The task:
From the material below, copy each line that holds the word "struct".

Given entries:
..............................

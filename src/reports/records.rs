use chrono::NaiveDate;
use serde::{Deserialize, Serialize};

/// Daily visitor and pageview counts for a single page title.
#[derive(Debug, Clone, PartialEq, Eq, Serialize, Deserialize)]
#[serde(rename_all = "camelCase")]
pub struct VisitorsAndPageViews {
    pub date: NaiveDate,
    pub page_title: String,
    pub visitors: u64,
    pub page_views: u64,
}

#[derive(Debug, Clone, PartialEq, Eq, Serialize, Deserialize)]
#[serde(rename_all = "camelCase")]
pub struct VisitedPage {
    pub url: String,
    pub page_title: String,
    pub page_views: u64,
}

#[derive(Debug, Clone, PartialEq, Eq, Serialize, Deserialize)]
#[serde(rename_all = "camelCase")]
pub struct Referrer {
    pub url: String,
    pub page_views: u64,
}

#[derive(Debug, Clone, PartialEq, Eq, Serialize, Deserialize)]
pub struct BrowserSessions {
    pub browser: String,
    pub sessions: u64,
}

impl BrowserSessions {
    pub fn new(browser: impl Into<String>, sessions: u64) -> Self {
        Self {
            browser: browser.into(),
            sessions,
        }
    }
}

..............................

The completed task:
pub struct VisitorsAndPageViews {
pub struct VisitedPage {
pub struct Referrer {
pub struct BrowserSessions {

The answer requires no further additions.